En 2015 et 2019, elle devient championne du monde pour les troisième et quatrième titres planétaires de l’équipe féminine américaine. Lors de la dernière édition disputée en France, elle marque sur penalty les deux buts de son équipe en huitièmes de finale face à l’Espagne (2-1) et à nouveau les deux buts victorieux face à la France (dont un penalty) en quarts de finale (2-1). Elle ouvre également le score en finale contre les Pays-Bas, à nouveau sur penalty. Co-capitaine de la formation américaine avec Alex Morgan et Carli Lloyd, elle est la co-meilleure buteuse du tournoi avec six réalisations en compagnie d’Alex Morgan et de l’Anglaise Ellen White et est désignée par la FIFA meilleure joueuse de cette huitième Coupe du Monde. A trente-quatre ans, Megan Rapinoe est la favorite incontestée du prochain Ballon d’Or. Une fois sur le podium, elle déclare : “Je sais qu’il sait qu’on va avoir une discussion sérieuse bientôt.” Une phrase adressée à Gianni Infantino, le président de la FIFA. Megan Rapinoe n’a peur de rien ni de personne. Le manque de visibilité du football féminin dans le monde était souvent expliqué par l’absence de modèles, de sources d’inspirations comme ont su le faire d’autres sportives telles que Serena Williams ou Lindsey Vonn. Alex Morgan, Marta ou encore Amandine Henry étaient les visages annoncés de cette Coupe du Monde en France. Et finalement, c’est une tornade aux cheveux violets qui a raflé cette place. Elle incarne désormais le football féminin et représente surtout un symbole d’espoir dans son pays.

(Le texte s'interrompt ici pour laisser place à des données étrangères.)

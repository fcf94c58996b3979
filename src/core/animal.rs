//! # Animal Records
//!
//! The immutable data model for the catalogue. Records are built once when
//! the catalogue loads and shared read-only for the rest of the process.
//!
//! ```text
//! AnimalRecord
//! ├── id, name, title, topic, author
//! ├── category: Category            // mammal, bird, ...
//! ├── conservation_status: ConservationStatus  // ordinal, IUCN-style
//! ├── habitat, description
//! ├── location: Location            // continent, countries, coordinates
//! ├── physical: PhysicalCharacteristics
//! ├── behavior: Behavior
//! ├── facts, threats
//! └── image, gallery
//! ```

use serde::{Deserialize, Serialize};
use std::fmt;

#[derive(Debug, Clone, Copy, PartialEq, Eq, Hash, PartialOrd, Ord, Serialize, Deserialize)]
#[serde(rename_all = "lowercase")]
pub enum Category {
    Mammal,
    Bird,
    Reptile,
    Amphibian,
    Fish,
    Invertebrate,
}

impl Category {
    pub const ALL: [Category; 6] = [
        Category::Mammal,
        Category::Bird,
        Category::Reptile,
        Category::Amphibian,
        Category::Fish,
        Category::Invertebrate,
    ];

    pub fn label(&self) -> &'static str {
        match self {
            Category::Mammal => "Mammal",
            Category::Bird => "Bird",
            Category::Reptile => "Reptile",
            Category::Amphibian => "Amphibian",
            Category::Fish => "Fish",
            Category::Invertebrate => "Invertebrate",
        }
    }
}

impl fmt::Display for Category {
    fn fmt(&self, f: &mut fmt::Formatter<'_>) -> fmt::Result {
        f.write_str(self.label())
    }
}

/// Extinction risk, ordered from least to most severe.
///
/// The derived `Ord` follows declaration order, so
/// `LeastConcern < NearThreatened < ... < Extinct`.
#[derive(Debug, Clone, Copy, PartialEq, Eq, Hash, PartialOrd, Ord, Serialize, Deserialize)]
pub enum ConservationStatus {
    #[serde(rename = "Least Concern")]
    LeastConcern,
    #[serde(rename = "Near Threatened")]
    NearThreatened,
    #[serde(rename = "Vulnerable")]
    Vulnerable,
    #[serde(rename = "Endangered")]
    Endangered,
    #[serde(rename = "Critically Endangered")]
    CriticallyEndangered,
    #[serde(rename = "Extinct in the Wild")]
    ExtinctInWild,
    #[serde(rename = "Extinct")]
    Extinct,
}

impl ConservationStatus {
    pub const ALL: [ConservationStatus; 7] = [
        ConservationStatus::LeastConcern,
        ConservationStatus::NearThreatened,
        ConservationStatus::Vulnerable,
        ConservationStatus::Endangered,
        ConservationStatus::CriticallyEndangered,
        ConservationStatus::ExtinctInWild,
        ConservationStatus::Extinct,
    ];

    pub fn label(&self) -> &'static str {
        match self {
            ConservationStatus::LeastConcern => "Least Concern",
            ConservationStatus::NearThreatened => "Near Threatened",
            ConservationStatus::Vulnerable => "Vulnerable",
            ConservationStatus::Endangered => "Endangered",
            ConservationStatus::CriticallyEndangered => "Critically Endangered",
            ConservationStatus::ExtinctInWild => "Extinct in the Wild",
            ConservationStatus::Extinct => "Extinct",
        }
    }

    /// Two-letter IUCN abbreviation (LC, NT, VU, EN, CR, EW, EX).
    pub fn code(&self) -> &'static str {
        match self {
            ConservationStatus::LeastConcern => "LC",
            ConservationStatus::NearThreatened => "NT",
            ConservationStatus::Vulnerable => "VU",
            ConservationStatus::Endangered => "EN",
            ConservationStatus::CriticallyEndangered => "CR",
            ConservationStatus::ExtinctInWild => "EW",
            ConservationStatus::Extinct => "EX",
        }
    }
}

impl fmt::Display for ConservationStatus {
    fn fmt(&self, f: &mut fmt::Formatter<'_>) -> fmt::Result {
        f.write_str(self.label())
    }
}

#[derive(Debug, Clone, Copy, PartialEq, Serialize, Deserialize)]
pub struct Coordinates {
    pub lat: f64,
    pub lng: f64,
}

#[derive(Debug, Clone, PartialEq, Serialize, Deserialize)]
pub struct Location {
    pub continent: String,
    pub countries: Vec<String>,
    pub coordinates: Option<Coordinates>,
}

#[derive(Debug, Clone, PartialEq, Serialize, Deserialize)]
pub struct PhysicalCharacteristics {
    pub weight: String,
    pub height: String,
    pub length: Option<String>,
    pub lifespan: String,
}

#[derive(Debug, Clone, PartialEq, Serialize, Deserialize)]
pub struct Behavior {
    pub diet: String,
    pub social_structure: String,
    pub activity_pattern: String,
}

#[derive(Debug, Clone, PartialEq, Serialize, Deserialize)]
pub struct AnimalRecord {
    pub id: String,
    pub name: String,
    pub title: String,
    pub topic: String,
    pub author: String,
    pub description: String,
    pub image: String,
    pub category: Category,
    pub habitat: String,
    pub conservation_status: ConservationStatus,
    pub facts: Vec<String>,
    pub location: Location,
    pub physical: PhysicalCharacteristics,
    pub behavior: Behavior,
    pub threats: Vec<String>,
    pub gallery: Vec<String>,
}
//! # Slider View
//!
//! Home screen: one animal card at a time, driven by `core::slider`.
//!
//! ```text
//! ┌ King of the Savanna ─────────────────────────┐
//! │ African Lion  ♥                              │
//! │ Vulnerable (VU) · Africa                     │
//! │                                              │
//! │ The African lion is ...                      │
//! │                                              │
//! │            ● ○ ○ ○ ○ ○ ○   1/7               │
//! └ ← → Navigate  Space Pause  Enter Details ────┘
//! ▰▰▰▰▰▰▰▱▱▱▱▱▱▱▱▱▱▱▱▱▱▱▱▱▱▱▱▱▱▱▱▱▱▱▱▱▱▱▱▱▱▱▱▱▱▱  (autoplay progress)
//! ```

use ratatui::Frame;
use ratatui::layout::{Alignment, Constraint, Layout, Rect};
use ratatui::style::Style;
use ratatui::text::{Line, Span};
use ratatui::widgets::{Block, BorderType, LineGauge, Paragraph, Wrap};

use crate::core::animal::AnimalRecord;
use crate::core::slider::{Direction, Phase, SliderState};
use crate::tui::component::Component;
use crate::tui::theme::Palette;

const HELP: &str = " ← → Navigate  Space Pause  Enter Details ";
/// Above this many slides the dot row is replaced by a counter only.
const MAX_DOTS: usize = 20;

pub struct SliderView<'a> {
    pub animal: Option<&'a AnimalRecord>,
    pub state: SliderState,
    pub phase: Phase,
    pub item_count: usize,
    pub is_favorite: bool,
    /// Autoplay progress in `[0, 1]`, `None` when autoplay is off or the bar is hidden.
    pub progress: Option<f32>,
    pub palette: Palette,
}

impl SliderView<'_> {
    fn dots(&self) -> String {
        if self.item_count > MAX_DOTS {
            return String::new();
        }
        (0..self.item_count)
            .map(|i| if i == self.state.current_index { "●" } else { "○" })
            .collect::<Vec<_>>()
            .join(" ")
    }

    fn title(&self) -> String {
        let arrow = match (self.phase, self.state.direction) {
            (Phase::Idle, _) => "",
            (Phase::Transitioning, Direction::Forward) => " »",
            (Phase::Transitioning, Direction::Backward) => " «",
        };
        let paused = if self.state.is_paused { " ⏸" } else { "" };
        match self.animal {
            Some(animal) => format!(" {}{}{} ", animal.title, arrow, paused),
            None => " Slider ".to_string(),
        }
    }
}

impl Component for SliderView<'_> {
    fn render(&mut self, frame: &mut Frame, area: Rect) {
        let [card_area, progress_area] =
            Layout::vertical([Constraint::Min(0), Constraint::Length(1)]).areas(area);

        let block = Block::bordered()
            .border_type(BorderType::Rounded)
            .border_style(self.palette.border())
            .title(Line::from(self.title()).style(self.palette.heading()))
            .title_bottom(Line::from(HELP).centered().style(self.palette.muted()));

        let Some(animal) = self.animal else {
            let empty = Paragraph::new("No animals match the current filters.\nPress x to reset.")
                .style(self.palette.muted())
                .alignment(Alignment::Center)
                .block(block);
            frame.render_widget(empty, card_area);
            return;
        };

        let mut name_line = vec![Span::styled(animal.name.clone(), self.palette.heading())];
        if self.is_favorite {
            name_line.push(Span::styled(
                "  ♥",
                Style::default().fg(self.palette.favorite),
            ));
        }

        let status = animal.conservation_status;
        let lines = vec![
            Line::from(name_line),
            Line::from(vec![
                Span::styled(
                    format!("{} ({})", status.label(), status.code()),
                    self.palette.status(status),
                ),
                Span::styled(
                    format!(" · {} · {}", animal.location.continent, animal.category),
                    self.palette.muted(),
                ),
            ]),
            Line::from(""),
            Line::from(Span::styled(animal.description.clone(), self.palette.text())),
            Line::from(""),
            Line::from(Span::styled(
                format!("Habitat: {}", animal.habitat),
                self.palette.muted(),
            )),
            Line::from(""),
            Line::from(vec![
                Span::styled(self.dots(), self.palette.heading()),
                Span::styled(
                    format!("   {}/{}", self.state.current_index + 1, self.item_count),
                    self.palette.muted(),
                ),
            ])
            .centered(),
        ];

        let card = Paragraph::new(lines)
            .block(block)
            .wrap(Wrap { trim: true });
        frame.render_widget(card, card_area);

        if let Some(ratio) = self.progress {
            let gauge = LineGauge::default()
                .ratio(f64::from(ratio).clamp(0.0, 1.0))
                .filled_style(Style::default().fg(self.palette.accent))
                .unfilled_style(self.palette.muted())
                .label("");
            frame.render_widget(gauge, progress_area);
        }
    }
}
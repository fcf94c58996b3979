//! # SearchBox Component
//!
//! Single-line text input for the Browse view.
//!
//! ## Responsibilities
//!
//! - Capture text input (typing, paste, backspace, delete, cursor movement)
//! - Emit `Changed` on every edit so the list can filter live
//! - Emit `Submit` on Enter so the term is recorded in recent searches
//! - Emit `Dismiss` on Esc to hand focus back to the list
//!
//! The buffer is internal state. `focused` is a prop from `TuiState`.

use ratatui::Frame;
use ratatui::layout::Rect;
use ratatui::text::Line;
use ratatui::widgets::{Block, BorderType, Paragraph};
use unicode_width::UnicodeWidthStr;

use crate::tui::component::{Component, EventHandler};
use crate::tui::event::TuiEvent;
use crate::tui::theme::Palette;

/// Borders + one column of padding each side.
const HORIZONTAL_OVERHEAD: u16 = 4;
pub const SEARCH_BOX_HEIGHT: u16 = 3;

/// High-level events emitted by the SearchBox
#[derive(Debug, Clone, PartialEq)]
pub enum SearchEvent {
    /// Text changed; carries the whole buffer.
    Changed(String),
    /// Enter pressed.
    Submit(String),
    /// Esc pressed.
    Dismiss,
}

pub struct SearchBox {
    /// Text buffer (Internal State)
    pub buffer: String,
    /// Byte offset of the cursor in `buffer`
    pos: usize,
    /// Whether keystrokes go here (Prop)
    pub focused: bool,
    pub palette: Palette,
}

impl SearchBox {
    pub fn new(palette: Palette) -> Self {
        Self {
            buffer: String::new(),
            pos: 0,
            focused: false,
            palette,
        }
    }

    /// Replace the buffer (e.g. after a reset) and park the cursor at the end.
    pub fn set_text(&mut self, text: &str) {
        self.buffer = text.to_string();
        self.pos = self.buffer.len();
    }

    fn changed(&self) -> Option<SearchEvent> {
        Some(SearchEvent::Changed(self.buffer.clone()))
    }
}

fn prev_char_boundary(text: &str, pos: usize) -> usize {
    text[..pos]
        .char_indices()
        .next_back()
        .map(|(i, _)| i)
        .unwrap_or(0)
}

fn next_char_boundary(text: &str, pos: usize) -> usize {
    text[pos..]
        .char_indices()
        .nth(1)
        .map(|(i, _)| pos + i)
        .unwrap_or(text.len())
}

impl Component for SearchBox {
    fn render(&mut self, frame: &mut Frame, area: Rect) {
        let inner = area.width.saturating_sub(HORIZONTAL_OVERHEAD) as usize;

        // Scroll horizontally so the cursor stays visible
        let before_cursor = &self.buffer[..self.pos];
        let mut start = 0;
        while before_cursor[start..].width() >= inner.max(1) && start < before_cursor.len() {
            start = next_char_boundary(&self.buffer, start);
        }
        let visible = &self.buffer[start..];

        let (title, border) = if self.focused {
            (" Search (Enter to save, Esc to leave) ", self.palette.heading())
        } else {
            (" Search (/ to focus) ", self.palette.border())
        };

        let block = Block::bordered()
            .border_type(BorderType::Rounded)
            .border_style(border)
            .title(Line::from(title))
            .padding(ratatui::widgets::Padding::horizontal(1));

        let text_style = if self.buffer.is_empty() && !self.focused {
            self.palette.muted()
        } else {
            self.palette.text()
        };
        let shown = if self.buffer.is_empty() && !self.focused {
            "name, habitat, continent, fact..."
        } else {
            visible
        };

        frame.render_widget(Paragraph::new(shown).style(text_style).block(block), area);

        if self.focused {
            let cursor_x = area.x + 2 + self.buffer[start..self.pos].width() as u16;
            frame.set_cursor_position((cursor_x.min(area.right().saturating_sub(2)), area.y + 1));
        }
    }
}

impl EventHandler for SearchBox {
    type Event = SearchEvent;

    fn handle_event(&mut self, event: &TuiEvent) -> Option<Self::Event> {
        match event {
            TuiEvent::InputChar(c) => {
                self.buffer.insert(self.pos, *c);
                self.pos += c.len_utf8();
                self.changed()
            }
            TuiEvent::Paste(text) => {
                // Single line: newlines become spaces
                let flat = text.replace(['\r', '\n'], " ");
                self.buffer.insert_str(self.pos, &flat);
                self.pos += flat.len();
                self.changed()
            }
            TuiEvent::Backspace => {
                if self.pos == 0 {
                    return None;
                }
                let prev = prev_char_boundary(&self.buffer, self.pos);
                self.buffer.drain(prev..self.pos);
                self.pos = prev;
                self.changed()
            }
            TuiEvent::Delete => {
                if self.pos >= self.buffer.len() {
                    return None;
                }
                let next = next_char_boundary(&self.buffer, self.pos);
                self.buffer.drain(self.pos..next);
                self.changed()
            }
            TuiEvent::CursorLeft => {
                self.pos = prev_char_boundary(&self.buffer, self.pos);
                None
            }
            TuiEvent::CursorRight => {
                if self.pos < self.buffer.len() {
                    self.pos = next_char_boundary(&self.buffer, self.pos);
                }
                None
            }
            TuiEvent::Home => {
                self.pos = 0;
                None
            }
            TuiEvent::End => {
                self.pos = self.buffer.len();
                None
            }
            TuiEvent::Submit => Some(SearchEvent::Submit(self.buffer.clone())),
            TuiEvent::Escape => Some(SearchEvent::Dismiss),
            _ => None,
        }
    }
}

#[cfg(test)]
mod tests {
    use super::*;
    use crate::core::preferences::Theme;
    use ratatui::Terminal;
    use ratatui::backend::TestBackend;

    fn search_box() -> SearchBox {
        SearchBox::new(Palette::for_theme(Theme::Dark))
    }

    #[test]
    fn test_typing_emits_changed() {
        let mut input = search_box();
        assert_eq!(
            input.handle_event(&TuiEvent::InputChar('e')),
            Some(SearchEvent::Changed("e".to_string()))
        );
        input.handle_event(&TuiEvent::InputChar('l'));
        input.handle_event(&TuiEvent::InputChar('k'));
        assert_eq!(input.buffer, "elk");

        assert_eq!(
            input.handle_event(&TuiEvent::Backspace),
            Some(SearchEvent::Changed("el".to_string()))
        );
    }

    #[test]
    fn test_backspace_at_start_is_ignored() {
        let mut input = search_box();
        assert_eq!(input.handle_event(&TuiEvent::Backspace), None);
    }

    #[test]
    fn test_cursor_editing_handles_multibyte() {
        let mut input = search_box();
        input.set_text("km²");
        input.handle_event(&TuiEvent::CursorLeft);
        input.handle_event(&TuiEvent::Delete);
        assert_eq!(input.buffer, "km");
        input.handle_event(&TuiEvent::Home);
        input.handle_event(&TuiEvent::InputChar('3'));
        assert_eq!(input.buffer, "3km");
    }

    #[test]
    fn test_submit_keeps_buffer() {
        let mut input = search_box();
        input.set_text("tiger");
        assert_eq!(
            input.handle_event(&TuiEvent::Submit),
            Some(SearchEvent::Submit("tiger".to_string()))
        );
        assert_eq!(input.buffer, "tiger");
        assert_eq!(input.handle_event(&TuiEvent::Escape), Some(SearchEvent::Dismiss));
    }

    #[test]
    fn test_paste_flattens_newlines() {
        let mut input = search_box();
        input.handle_event(&TuiEvent::Paste("big\ncat".to_string()));
        assert_eq!(input.buffer, "big cat");
    }

    #[test]
    fn test_render_placeholder_when_unfocused() {
        let backend = TestBackend::new(50, 3);
        let mut terminal = Terminal::new(backend).unwrap();
        let mut input = search_box();
        terminal
            .draw(|f| {
                let area = f.area();
                input.render(f, area);
            })
            .unwrap();
        let text = terminal
            .backend()
            .buffer()
            .content()
            .iter()
            .map(|c| c.symbol())
            .collect::<String>();
        assert!(text.contains("/ to focus"));
    }
}
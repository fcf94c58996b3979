//! # Slider Controller
//!
//! A small timing state machine that decides which item of an ordered
//! sequence is "current". Independent of `App`: the TUI owns one controller
//! and feeds it the length of the filtered view.
//!
//! ```text
//!              next / prev / go_to / autoplay
//!    ┌──────┐ ─────────────────────────────────► ┌───────────────┐
//!    │ Idle │                                    │ Transitioning │
//!    └──────┘ ◄───────────────────────────────── └───────────────┘
//!                 transition_duration elapsed
//! ```
//!
//! While `Transitioning`, every navigation request is ignored.
//!
//! ## Timers
//!
//! Two timers, both stored on the controller and both cancelled by dropping:
//!
//! - **autoplay** (`Interval`): armed only when autoplay is enabled, the
//!   slider is not paused and the host surface is visible. Re-armed lazily by
//!   `tick()` after a resume or when the surface becomes visible again.
//! - **transition end** (`Timeout`): armed on every successful navigation.
//!
//! The owner calls `tick(now)` from its event loop and can size its poll
//! timeout with `next_deadline()`.

use log::debug;
use std::time::{Duration, Instant};

use crate::core::timer::{Interval, Timeout};

pub const DEFAULT_AUTO_PLAY_INTERVAL: Duration = Duration::from_millis(5000);
pub const DEFAULT_TRANSITION_DURATION: Duration = Duration::from_millis(500);

#[derive(Debug, Clone, Copy, PartialEq, Eq)]
pub struct SliderSettings {
    pub auto_play: bool,
    pub auto_play_interval: Duration,
    pub transition_duration: Duration,
    pub enable_keyboard_navigation: bool,
    pub show_progress_bar: bool,
}

impl Default for SliderSettings {
    fn default() -> Self {
        Self {
            auto_play: true,
            auto_play_interval: DEFAULT_AUTO_PLAY_INTERVAL,
            transition_duration: DEFAULT_TRANSITION_DURATION,
            enable_keyboard_navigation: true,
            show_progress_bar: true,
        }
    }
}

#[derive(Debug, Clone, Copy, Default, PartialEq, Eq)]
pub enum Direction {
    #[default]
    Forward,
    Backward,
}

#[derive(Debug, Clone, Copy, PartialEq, Eq)]
pub enum Phase {
    Idle,
    Transitioning,
}

#[derive(Debug, Clone, Copy, Default, PartialEq, Eq)]
pub struct SliderState {
    pub current_index: usize,
    pub is_animating: bool,
    pub direction: Direction,
    pub is_paused: bool,
}

/// Keys the slider understands when keyboard navigation is enabled.
#[derive(Debug, Clone, Copy, PartialEq, Eq)]
pub enum SliderKey {
    Left,
    Right,
    Space,
    Home,
    End,
}

pub struct SliderController {
    settings: SliderSettings,
    item_count: usize,
    state: SliderState,
    visible: bool,
    autoplay: Option<Interval>,
    transition_end: Option<Timeout>,
}

impl SliderController {
    pub fn new(item_count: usize, settings: SliderSettings) -> Self {
        Self {
            settings,
            item_count,
            state: SliderState::default(),
            visible: true,
            autoplay: None,
            transition_end: None,
        }
    }

    pub fn state(&self) -> SliderState {
        self.state
    }

    pub fn current_index(&self) -> usize {
        self.state.current_index
    }

    pub fn is_paused(&self) -> bool {
        self.state.is_paused
    }

    pub fn phase(&self) -> Phase {
        if self.state.is_animating {
            Phase::Transitioning
        } else {
            Phase::Idle
        }
    }

    pub fn item_count(&self) -> usize {
        self.item_count
    }

    pub fn settings(&self) -> &SliderSettings {
        &self.settings
    }

    pub fn is_visible(&self) -> bool {
        self.visible
    }

    pub fn has_pending_timers(&self) -> bool {
        self.autoplay.is_some() || self.transition_end.is_some()
    }

    // ------------------------------------------------------------------------
    // Navigation
    // ------------------------------------------------------------------------

    pub fn next(&mut self, now: Instant) -> bool {
        if self.item_count == 0 || self.state.is_animating {
            return false;
        }
        let index = (self.state.current_index + 1) % self.item_count;
        self.begin_transition(index, Direction::Forward, now);
        true
    }

    pub fn prev(&mut self, now: Instant) -> bool {
        if self.item_count == 0 || self.state.is_animating {
            return false;
        }
        let index = if self.state.current_index == 0 {
            self.item_count - 1
        } else {
            self.state.current_index - 1
        };
        self.begin_transition(index, Direction::Backward, now);
        true
    }

    pub fn go_to(&mut self, index: usize, now: Instant) -> bool {
        if index >= self.item_count || self.state.is_animating {
            return false;
        }
        let direction = if index > self.state.current_index {
            Direction::Forward
        } else {
            Direction::Backward
        };
        self.begin_transition(index, direction, now);
        true
    }

    fn begin_transition(&mut self, index: usize, direction: Direction, now: Instant) {
        debug!(
            "Slider {} -> {} ({:?})",
            self.state.current_index, index, direction
        );
        self.state.current_index = index;
        self.state.direction = direction;
        self.state.is_animating = true;
        self.transition_end = Some(Timeout::after(now, self.settings.transition_duration));
    }

    // ------------------------------------------------------------------------
    // Autoplay control
    // ------------------------------------------------------------------------

    pub fn pause(&mut self) {
        self.state.is_paused = true;
        self.autoplay = None;
    }

    /// Clears the paused flag. The autoplay timer is re-armed by the next `tick()`.
    pub fn resume(&mut self) {
        self.state.is_paused = false;
    }

    /// Back to index 0, idle, forward, not paused. Cancels every pending timer.
    pub fn reset(&mut self) {
        self.state = SliderState::default();
        self.autoplay = None;
        self.transition_end = None;
    }

    /// Host surface shown or hidden. Hiding tears the autoplay timer down.
    pub fn set_visible(&mut self, visible: bool, now: Instant) {
        self.visible = visible;
        self.sync_autoplay(now);
    }

    pub fn set_auto_play(&mut self, enabled: bool, now: Instant) {
        self.settings.auto_play = enabled;
        self.sync_autoplay(now);
    }

    /// The sequence changed length. An index that fell off the end goes back to 0.
    pub fn set_item_count(&mut self, item_count: usize, now: Instant) {
        self.item_count = item_count;
        if self.state.current_index >= item_count {
            self.state.current_index = 0;
        }
        self.sync_autoplay(now);
    }

    fn autoplay_wanted(&self) -> bool {
        self.settings.auto_play
            && !self.settings.auto_play_interval.is_zero()
            && !self.state.is_paused
            && self.visible
            && self.item_count > 1
    }

    fn sync_autoplay(&mut self, now: Instant) {
        if !self.autoplay_wanted() {
            if self.autoplay.take().is_some() {
                debug!("Slider autoplay disarmed");
            }
            return;
        }
        if self.autoplay.is_none() {
            debug!("Slider autoplay armed");
            self.autoplay = Some(Interval::starting(now, self.settings.auto_play_interval));
        }
    }

    // ------------------------------------------------------------------------
    // Keyboard
    // ------------------------------------------------------------------------

    /// Returns true if the key was consumed.
    pub fn handle_key(&mut self, key: SliderKey, now: Instant) -> bool {
        if !self.settings.enable_keyboard_navigation {
            return false;
        }
        match key {
            SliderKey::Left => {
                self.prev(now);
            }
            SliderKey::Right => {
                self.next(now);
            }
            SliderKey::Space => {
                if self.state.is_paused {
                    self.resume();
                } else {
                    self.pause();
                }
            }
            SliderKey::Home => {
                self.go_to(0, now);
            }
            SliderKey::End => {
                if self.item_count > 0 {
                    self.go_to(self.item_count - 1, now);
                }
            }
        }
        true
    }

    // ------------------------------------------------------------------------
    // Clock
    // ------------------------------------------------------------------------

    /// Fires whatever timers are due at `now`. Returns true if the visible
    /// state changed.
    pub fn tick(&mut self, now: Instant) -> bool {
        let mut changed = false;

        if self.transition_end.is_some_and(|t| t.is_due(now)) {
            self.transition_end = None;
            self.state.is_animating = false;
            changed = true;
        }

        self.sync_autoplay(now);

        let fired = self.autoplay.as_mut().is_some_and(|interval| interval.poll(now));
        if fired && !self.state.is_animating && !self.state.is_paused {
            changed |= self.next(now);
        }

        changed
    }

    /// Earliest instant at which `tick()` has work to do.
    pub fn next_deadline(&self) -> Option<Instant> {
        let transition = self.transition_end.map(|t| t.deadline());
        let autoplay = self.autoplay.map(|i| i.deadline());
        match (transition, autoplay) {
            (Some(a), Some(b)) => Some(a.min(b)),
            (a, b) => a.or(b),
        }
    }

    /// How far through the current autoplay period we are, if autoplay is running.
    pub fn progress(&self, now: Instant) -> Option<f32> {
        self.autoplay.map(|interval| interval.progress(now))
    }

    /// Cancels every timer. Also runs on drop.
    pub fn teardown(&mut self) {
        if self.has_pending_timers() {
            debug!("Slider teardown: cancelling timers");
        }
        self.autoplay = None;
        self.transition_end = None;
    }
}

impl Drop for SliderController {
    fn drop(&mut self) {
        self.teardown();
    }
}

Après sa victoire, l’équipe américaine parade sur le Canyon des Héros de Broadway. Devant l’hôtel de ville, la superstar aux cent cinquante-huit sélections pour cinquante buts prononce un discours où elle déclare notamment : “C’est de mon devoir de vous dire cela : nous devons être meilleurs. Nous devons aimer davantage, haïr moins. Nous devons écouter plus et moins parler. Nous devons savoir que c’est de la responsabilité de chacun. C’est de notre responsabilité de rendre ce monde meilleur. Je pense que cette équipe fait un travail incroyable pour porter tout cela sur ses épaules. Oui, on fait du sport ; oui, on joue au football ; oui, on est des femmes athlètes, mais on est beaucoup plus que cela. Comment rendez-vous vos proches meilleurs au quotidien ? Donnez plus, soyez plus grands, meilleurs que vous ne l’avez jamais été.”